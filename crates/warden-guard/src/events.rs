//! Security event bus
//!
//! Keeps the last `capacity` events in memory for dashboards and fans every
//! new event out to listeners over bounded channels. Delivery uses
//! `try_send`, so a slow listener loses events (counted in
//! [`SecurityEventBus::dropped_deliveries`]) instead of stalling the caller.

use chrono::{DateTime, Utc};
use parking_lot::RwLock;
use serde::{Deserialize, Serialize};
use std::collections::VecDeque;
use std::sync::Arc;
use std::sync::atomic::{AtomicU64, Ordering};
use tokio::sync::mpsc::{self, error::TrySendError};
use tracing::{debug, warn};
use uuid::Uuid;
use warden_core::{Clock, SystemClock};

/// Default number of events retained
pub const DEFAULT_EVENT_CAPACITY: usize = 100;

/// Default per-listener channel buffer
pub const DEFAULT_LISTENER_BUFFER: usize = 64;

/// Security event categories
#[derive(Debug, Clone, PartialEq, Eq, Hash, Serialize, Deserialize)]
#[serde(from = "String", into = "String")]
pub enum SecurityEventType {
    RateLimitExceeded,
    SuspiciousActivityDetected,
    InputSanitized,
    SanitizationFailed,
    FileRejected,
    FileFlagged,
    ValidationFailed,
    CsrfTokenInvalid,
    AuthFailed,
    MiddlewareRejected,
    Custom(String),
}

impl SecurityEventType {
    pub fn as_str(&self) -> &str {
        match self {
            SecurityEventType::RateLimitExceeded => "rate_limit_exceeded",
            SecurityEventType::SuspiciousActivityDetected => "suspicious_activity_detected",
            SecurityEventType::InputSanitized => "input_sanitized",
            SecurityEventType::SanitizationFailed => "sanitization_failed",
            SecurityEventType::FileRejected => "file_rejected",
            SecurityEventType::FileFlagged => "file_flagged",
            SecurityEventType::ValidationFailed => "validation_failed",
            SecurityEventType::CsrfTokenInvalid => "csrf_token_invalid",
            SecurityEventType::AuthFailed => "auth_failed",
            SecurityEventType::MiddlewareRejected => "middleware_rejected",
            SecurityEventType::Custom(tag) => tag,
        }
    }
}

impl From<&str> for SecurityEventType {
    fn from(tag: &str) -> Self {
        match tag {
            "rate_limit_exceeded" => SecurityEventType::RateLimitExceeded,
            "suspicious_activity_detected" => SecurityEventType::SuspiciousActivityDetected,
            "input_sanitized" => SecurityEventType::InputSanitized,
            "sanitization_failed" => SecurityEventType::SanitizationFailed,
            "file_rejected" => SecurityEventType::FileRejected,
            "file_flagged" => SecurityEventType::FileFlagged,
            "validation_failed" => SecurityEventType::ValidationFailed,
            "csrf_token_invalid" => SecurityEventType::CsrfTokenInvalid,
            "auth_failed" => SecurityEventType::AuthFailed,
            "middleware_rejected" => SecurityEventType::MiddlewareRejected,
            other => SecurityEventType::Custom(other.to_string()),
        }
    }
}

impl From<String> for SecurityEventType {
    fn from(tag: String) -> Self {
        SecurityEventType::from(tag.as_str())
    }
}

impl From<SecurityEventType> for String {
    fn from(event_type: SecurityEventType) -> Self {
        event_type.as_str().to_string()
    }
}

impl std::fmt::Display for SecurityEventType {
    fn fmt(&self, f: &mut std::fmt::Formatter<'_>) -> std::fmt::Result {
        f.write_str(self.as_str())
    }
}

/// A recorded security event
#[derive(Debug, Clone, PartialEq, Serialize, Deserialize)]
pub struct SecurityEvent {
    pub id: Uuid,
    #[serde(rename = "type")]
    pub event_type: SecurityEventType,
    pub timestamp: DateTime<Utc>,
    pub data: serde_json::Value,
}

/// Filter for querying retained events
#[derive(Debug, Clone, Default)]
pub struct EventFilter {
    pub event_type: Option<SecurityEventType>,
    pub identifier: Option<String>,
    pub start_time: Option<DateTime<Utc>>,
    pub end_time: Option<DateTime<Utc>>,
}

impl EventFilter {
    pub fn new() -> Self {
        Self::default()
    }

    pub fn event_type(mut self, event_type: SecurityEventType) -> Self {
        self.event_type = Some(event_type);
        self
    }

    /// Match events whose payload carries this `identifier`
    pub fn identifier(mut self, identifier: impl Into<String>) -> Self {
        self.identifier = Some(identifier.into());
        self
    }

    pub fn time_range(mut self, start: DateTime<Utc>, end: DateTime<Utc>) -> Self {
        self.start_time = Some(start);
        self.end_time = Some(end);
        self
    }

    pub fn matches(&self, event: &SecurityEvent) -> bool {
        if let Some(ref event_type) = self.event_type {
            if &event.event_type != event_type {
                return false;
            }
        }

        if let Some(ref identifier) = self.identifier {
            if event.data.get("identifier").and_then(|v| v.as_str()) != Some(identifier.as_str()) {
                return false;
            }
        }

        if let Some(start) = self.start_time {
            if event.timestamp < start {
                return false;
            }
        }

        if let Some(end) = self.end_time {
            if event.timestamp > end {
                return false;
            }
        }

        true
    }
}

/// Handle returned by [`SecurityEventBus::add_listener`]
#[derive(Debug, Clone, Copy, PartialEq, Eq, Hash)]
pub struct ListenerId(u64);

struct Listener {
    id: ListenerId,
    sender: mpsc::Sender<SecurityEvent>,
}

/// Bounded in-memory event log with listener fan-out
pub struct SecurityEventBus {
    events: RwLock<VecDeque<SecurityEvent>>,
    capacity: usize,
    listeners: RwLock<Vec<Listener>>,
    listener_buffer: usize,
    next_listener_id: AtomicU64,
    dropped: AtomicU64,
    clock: Arc<dyn Clock>,
}

impl Default for SecurityEventBus {
    fn default() -> Self {
        Self::new(DEFAULT_EVENT_CAPACITY)
    }
}

impl std::fmt::Debug for SecurityEventBus {
    fn fmt(&self, f: &mut std::fmt::Formatter<'_>) -> std::fmt::Result {
        f.debug_struct("SecurityEventBus")
            .field("capacity", &self.capacity)
            .field("len", &self.len())
            .field("listeners", &self.listener_count())
            .finish()
    }
}

impl SecurityEventBus {
    pub fn new(capacity: usize) -> Self {
        Self::with_clock(capacity, Arc::new(SystemClock))
    }

    pub fn with_clock(capacity: usize, clock: Arc<dyn Clock>) -> Self {
        let capacity = capacity.max(1);
        Self {
            events: RwLock::new(VecDeque::with_capacity(capacity)),
            capacity,
            listeners: RwLock::new(Vec::new()),
            listener_buffer: DEFAULT_LISTENER_BUFFER,
            next_listener_id: AtomicU64::new(1),
            dropped: AtomicU64::new(0),
            clock,
        }
    }

    /// Channel buffer used for listeners added after this call
    pub fn with_listener_buffer(mut self, buffer: usize) -> Self {
        self.listener_buffer = buffer.max(1);
        self
    }

    /// Record an event and deliver it to every listener
    pub fn emit(&self, event_type: SecurityEventType, data: serde_json::Value) -> SecurityEvent {
        let event = SecurityEvent {
            id: Uuid::new_v4(),
            event_type,
            timestamp: self.clock.now(),
            data,
        };

        debug!(event_type = %event.event_type, event_id = %event.id, "Security event");

        {
            let mut events = self.events.write();
            if events.len() >= self.capacity {
                events.pop_front();
            }
            events.push_back(event.clone());
        }

        self.deliver(&event);
        event
    }

    fn deliver(&self, event: &SecurityEvent) {
        let mut closed = Vec::new();

        for listener in self.listeners.read().iter() {
            match listener.sender.try_send(event.clone()) {
                Ok(()) => {}
                Err(TrySendError::Full(_)) => {
                    self.dropped.fetch_add(1, Ordering::Relaxed);
                    warn!(listener = listener.id.0, "Security event listener is full, event dropped");
                }
                Err(TrySendError::Closed(_)) => closed.push(listener.id),
            }
        }

        if !closed.is_empty() {
            self.listeners.write().retain(|l| !closed.contains(&l.id));
            debug!(count = closed.len(), "Removed closed security event listeners");
        }
    }

    /// Subscribe to new events
    pub fn add_listener(&self) -> (ListenerId, mpsc::Receiver<SecurityEvent>) {
        let (sender, receiver) = mpsc::channel(self.listener_buffer);
        let id = ListenerId(self.next_listener_id.fetch_add(1, Ordering::Relaxed));
        self.listeners.write().push(Listener { id, sender });
        (id, receiver)
    }

    /// Unsubscribe; returns false if the listener was already gone
    pub fn remove_listener(&self, id: ListenerId) -> bool {
        let mut listeners = self.listeners.write();
        let before = listeners.len();
        listeners.retain(|l| l.id != id);
        listeners.len() != before
    }

    /// Most recent events, newest first
    pub fn recent(&self, limit: usize) -> Vec<SecurityEvent> {
        self.events.read().iter().rev().take(limit).cloned().collect()
    }

    /// Matching events, newest first
    pub fn query(&self, filter: &EventFilter, limit: usize) -> Vec<SecurityEvent> {
        self.events
            .read()
            .iter()
            .rev()
            .filter(|e| filter.matches(e))
            .take(limit)
            .cloned()
            .collect()
    }

    pub fn len(&self) -> usize {
        self.events.read().len()
    }

    pub fn is_empty(&self) -> bool {
        self.events.read().is_empty()
    }

    pub fn capacity(&self) -> usize {
        self.capacity
    }

    pub fn clear(&self) {
        self.events.write().clear();
    }

    pub fn listener_count(&self) -> usize {
        self.listeners.read().len()
    }

    /// Deliveries skipped because a listener's buffer was full
    pub fn dropped_deliveries(&self) -> u64 {
        self.dropped.load(Ordering::Relaxed)
    }
}

#[cfg(test)]
mod tests {
    use super::*;
    use serde_json::json;
    use warden_core::ManualClock;

    #[test]
    fn test_bounded_log() {
        let bus = SecurityEventBus::new(3);
        for i in 0..5 {
            bus.emit(SecurityEventType::Custom("tick".into()), json!({ "n": i }));
        }

        assert_eq!(bus.len(), 3);
        let recent = bus.recent(10);
        assert_eq!(recent[0].data["n"], 4);
        assert_eq!(recent[2].data["n"], 2);
    }

    #[test]
    fn test_listener_receives_events() {
        let bus = SecurityEventBus::default();
        let (id, mut rx) = bus.add_listener();

        bus.emit(SecurityEventType::RateLimitExceeded, json!({ "identifier": "u1" }));
        let event = rx.try_recv().unwrap();
        assert_eq!(event.event_type, SecurityEventType::RateLimitExceeded);

        assert!(bus.remove_listener(id));
        assert!(!bus.remove_listener(id));
        bus.emit(SecurityEventType::AuthFailed, json!({}));
        assert!(rx.try_recv().is_err());
    }

    #[test]
    fn test_full_listener_does_not_block() {
        let bus = SecurityEventBus::new(10).with_listener_buffer(1);
        let (_id, mut rx) = bus.add_listener();

        bus.emit(SecurityEventType::InputSanitized, json!({}));
        bus.emit(SecurityEventType::InputSanitized, json!({}));
        bus.emit(SecurityEventType::InputSanitized, json!({}));

        assert_eq!(bus.dropped_deliveries(), 2);
        assert!(rx.try_recv().is_ok());
        assert_eq!(bus.len(), 3);
    }

    #[test]
    fn test_closed_listeners_removed() {
        let bus = SecurityEventBus::default();
        let (_id, rx) = bus.add_listener();
        assert_eq!(bus.listener_count(), 1);

        drop(rx);
        bus.emit(SecurityEventType::FileRejected, json!({}));
        assert_eq!(bus.listener_count(), 0);
    }

    #[test]
    fn test_query_filter() {
        let clock = Arc::new(ManualClock::starting_now());
        let bus = SecurityEventBus::with_clock(100, clock.clone());
        let start = clock.now();

        bus.emit(SecurityEventType::RateLimitExceeded, json!({ "identifier": "a" }));
        clock.advance(chrono::Duration::minutes(5));
        bus.emit(SecurityEventType::RateLimitExceeded, json!({ "identifier": "b" }));
        bus.emit(SecurityEventType::FileRejected, json!({ "identifier": "a" }));

        let by_type = EventFilter::new().event_type(SecurityEventType::RateLimitExceeded);
        assert_eq!(bus.query(&by_type, 10).len(), 2);

        let by_identifier = EventFilter::new().identifier("a");
        assert_eq!(bus.query(&by_identifier, 10).len(), 2);

        let early = EventFilter::new().time_range(start, start + chrono::Duration::minutes(1));
        assert_eq!(bus.query(&early, 10).len(), 1);

        bus.clear();
        assert!(bus.is_empty());
    }

    #[test]
    fn test_event_type_wire_format() {
        let event = SecurityEvent {
            id: Uuid::new_v4(),
            event_type: SecurityEventType::SuspiciousActivityDetected,
            timestamp: Utc::now(),
            data: json!({}),
        };
        let value = serde_json::to_value(&event).unwrap();
        assert_eq!(value["type"], "suspicious_activity_detected");

        let custom: SecurityEventType = serde_json::from_str("\"export_started\"").unwrap();
        assert_eq!(custom, SecurityEventType::Custom("export_started".into()));
    }

    #[tokio::test]
    async fn test_async_listener() {
        let bus = Arc::new(SecurityEventBus::default());
        let (_id, mut rx) = bus.add_listener();

        let emitter = bus.clone();
        tokio::spawn(async move {
            emitter.emit(SecurityEventType::CsrfTokenInvalid, json!({ "identifier": "s" }));
        });

        let event = rx.recv().await.unwrap();
        assert_eq!(event.event_type.to_string(), "csrf_token_invalid");
    }
}
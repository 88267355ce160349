//! Fixed dangerous denylist
//!
//! Independent of the allowed-type table: a file hitting any of these is
//! rejected even if a misconfigured table would accept it.

use crate::signature::normalize_mime;

/// Executables, scripts and server-side code
pub const DANGEROUS_EXTENSIONS: &[&str] = &[
    // Windows executables and installers
    "exe", "com", "bat", "cmd", "scr", "pif", "msi", "msp", "dll", "cpl", "sys", "drv", "ocx",
    "hta", "lnk", "reg", "inf", "gadget", "application", "appref-ms", "msc",
    // Scripts
    "js", "jse", "mjs", "vbs", "vbe", "ws", "wsf", "wsh", "wsc", "ps1", "ps1xml", "ps2", "psm1",
    "sh", "bash", "zsh", "csh", "ksh", "command", "py", "pyc", "pyw", "pl", "rb", "lua", "tcl",
    // Server-side code
    "php", "php3", "php4", "php5", "php7", "phtml", "phar", "asp", "aspx", "asa", "ascx", "ashx",
    "asmx", "cer", "jsp", "jspx", "cfm", "cfc", "cgi", "shtml", "htaccess", "htpasswd",
    // Packages and bytecode
    "jar", "war", "ear", "class", "apk", "app", "deb", "rpm", "dmg", "pkg", "run", "bin", "elf",
    "so", "dylib", "vb", "vbscript", "svg", "html", "htm", "xhtml", "swf",
];

/// MIME types of executable or active content
pub const DANGEROUS_MIME_TYPES: &[&str] = &[
    "application/x-msdownload",
    "application/x-msdos-program",
    "application/x-dosexec",
    "application/x-executable",
    "application/x-elf",
    "application/x-sharedlib",
    "application/x-mach-binary",
    "application/x-sh",
    "application/x-shellscript",
    "application/x-csh",
    "application/x-bat",
    "application/x-msi",
    "application/x-ms-installer",
    "application/java-archive",
    "application/x-java-archive",
    "application/vnd.android.package-archive",
    "application/x-php",
    "application/x-httpd-php",
    "text/x-php",
    "application/x-python-code",
    "text/x-python",
    "text/x-perl",
    "application/x-perl",
    "text/javascript",
    "application/javascript",
    "application/x-javascript",
    "application/ecmascript",
    "text/vbscript",
    "application/hta",
    "text/html",
    "application/xhtml+xml",
    "image/svg+xml",
    "application/x-shockwave-flash",
];

/// Web-server and runtime configuration files, matched on the whole name
pub const DANGEROUS_FILENAMES: &[&str] = &[
    ".htaccess",
    ".htpasswd",
    "web.config",
    ".user.ini",
    "php.ini",
    ".env",
    ".npmrc",
    ".bashrc",
    ".profile",
];

pub fn is_dangerous_extension(extension: &str) -> bool {
    DANGEROUS_EXTENSIONS
        .iter()
        .any(|e| e.eq_ignore_ascii_case(extension))
}

pub fn is_dangerous_mime(mime: &str) -> bool {
    let mime = normalize_mime(mime);
    DANGEROUS_MIME_TYPES.contains(&mime.as_str())
}

/// Whole-name match, ignoring case and any directory part
pub fn is_dangerous_filename(name: &str) -> bool {
    let base = name
        .rsplit(['/', '\\'])
        .next()
        .unwrap_or(name)
        .trim_start()
        .trim_end_matches(|c: char| c == '.' || c.is_whitespace());
    DANGEROUS_FILENAMES
        .iter()
        .any(|n| n.eq_ignore_ascii_case(base))
}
════════════════
Return all lines from the data that include the string "emitter".

Task answer ::
        let emitter = bus.clone();
            emitter.emit(SecurityEventType::CsrfTokenInvalid, json!({ "identifier": "s" }));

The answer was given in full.